Looks like the Health Bill will end two years of rows, splits and controversy this afternoon in the House of Commons.
Lots of health unions (like the British Medical Association) and medical royal colleges are implacably opposed but know they are going to have to live with it.
But the strength of feeling among their members about the Bill is difficult to gauge. Turn-out in their internal polls has generally been low - around 20%.
Today though, there is a tantalising insight into how people in the NHS feel about working for Britain's biggest employer.

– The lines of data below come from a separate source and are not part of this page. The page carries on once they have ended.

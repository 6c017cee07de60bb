//! Bar stock ("planchuela") selection.
//!
//! Seals are cut from flat bar stock sold in a few standard widths. The bar
//! must be strictly wider than the seal's short side, and the seal's long
//! side is the length of bar it consumes.

use sellokit_core::{PhysicalSize, MM_PER_CM};
use serde::{Deserialize, Serialize};

/// Standard bar widths in millimeters, ascending
pub const STANDARD_BAR_WIDTHS_MM: [u32; 4] = [12, 19, 25, 38];

/// Raw stock needed for one seal
#[derive(Debug, Clone, Copy, PartialEq, Default, Serialize, Deserialize)]
pub struct MaterialSpec {
    /// `None` when no standard width fits and the job needs manual handling
    pub bar_width_mm: Option<u32>,
    pub bar_length_cm: Option<f64>,
}

impl MaterialSpec {
    /// A standard bar was found for this job
    pub fn has_standard_bar(&self) -> bool {
        self.bar_width_mm.is_some()
    }
}

/// First width strictly greater than `min_side_mm`.
///
/// `widths` must be ascending.
pub fn select_bar_width(min_side_mm: f64, widths: &[u32]) -> Option<u32> {
    widths.iter().copied().find(|&w| min_side_mm < f64::from(w))
}

/// Material for a seal of `size_cm` using the standard widths
pub fn derive_material(size_cm: PhysicalSize) -> MaterialSpec {
    derive_material_with(size_cm, &STANDARD_BAR_WIDTHS_MM)
}

/// Material for a seal of `size_cm` using a custom ascending width list
pub fn derive_material_with(size_cm: PhysicalSize, widths: &[u32]) -> MaterialSpec {
    if !size_cm.is_positive() {
        tracing::debug!(%size_cm, "No material for a non-positive size");
        return MaterialSpec::default();
    }

    let min_side_mm = size_cm.min_side() * MM_PER_CM;
    let bar_width_mm = select_bar_width(min_side_mm, widths);
    if bar_width_mm.is_none() {
        tracing::info!(
            min_side_mm,
            "No standard bar is wide enough, manual handling required"
        );
    }

    MaterialSpec {
        bar_width_mm,
        bar_length_cm: Some(size_cm.max_side()),
    }
}

/// Material for a size string; an unparseable size yields empty fields
pub fn derive_material_str(size_cm: &str) -> MaterialSpec {
    match PhysicalSize::parse_lenient(size_cm) {
        Ok(size) => derive_material(size),
        Err(e) => {
            tracing::debug!(error = %e, "No material for size string");
            MaterialSpec::default()
        }
    }
}

#[cfg(test)]
mod tests {
    use super::*;

    #[test]
    fn test_small_seal_scenario() {
        let material = derive_material(PhysicalSize::new(1.5, 0.8));
        assert_eq!(material.bar_width_mm, Some(12));
        assert_eq!(material.bar_length_cm, Some(1.5));
    }

    #[test]
    fn test_boundaries_are_strict() {
        // Exactly 12 mm does not fit a 12 mm bar.
        assert_eq!(derive_material(PhysicalSize::new(3.0, 1.2)).bar_width_mm, Some(19));
        assert_eq!(derive_material(PhysicalSize::new(3.0, 1.9)).bar_width_mm, Some(25));
        assert_eq!(derive_material(PhysicalSize::new(3.0, 2.5)).bar_width_mm, Some(38));
        assert_eq!(derive_material(PhysicalSize::new(4.0, 3.8)).bar_width_mm, None);
    }

    #[test]
    fn test_no_fit_keeps_length() {
        let material = derive_material(PhysicalSize::new(5.0, 4.0));
        assert_eq!(material.bar_width_mm, None);
        assert_eq!(material.bar_length_cm, Some(5.0));
        assert!(!material.has_standard_bar());
    }

    #[test]
    fn test_orientation_does_not_matter() {
        assert_eq!(
            derive_material(PhysicalSize::new(0.8, 1.5)),
            derive_material(PhysicalSize::new(1.5, 0.8))
        );
    }

    #[test]
    fn test_custom_widths() {
        let material = derive_material_with(PhysicalSize::new(6.0, 5.0), &[12, 19, 25, 38, 63]);
        assert_eq!(material.bar_width_mm, Some(63));
    }

    #[test]
    fn test_size_string() {
        assert_eq!(derive_material_str("2x1,5").bar_width_mm, Some(19));
        assert_eq!(derive_material_str("abc"), MaterialSpec::default());
        assert_eq!(derive_material_str("0x3"), MaterialSpec::default());
    }
}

That is in the shape of the Department of Health's annual survey of staff - over 130,000 of them took part:
- 87% said they feel satisfied with the quality of care they provide to patients
- 90% feel their role makes a difference
Sounds good for the NHS. But read on:
- 61% said they could do their job to a standard they are personally pleased with
- 30% said there are enough staff in their organisation for them to do their job properly
- 15% report that they experienced bullying, harassment and abuse from patients, their relatives or other members of the public
- 51% would recommend their trust as a place to work (down from 55% in 2009)
- 32% were satisfied with the extent to which they felt valued by their trust
In response to these figures Health Secretary Andrew Lansley said:
The number of staff happy with the standard of care remains stable, with some foundation trusts performing to a very high standard.
Too many trusts continue to have less favourable levels of recommendation to 'family and friends'. The NHS should use this as a basis for seeing improvement in the services we deliver for patients in the future."
NHS doctors and nurses have coped with almost continual reorganisation. Let's hope they can survive this reshuffle with the same equanimity.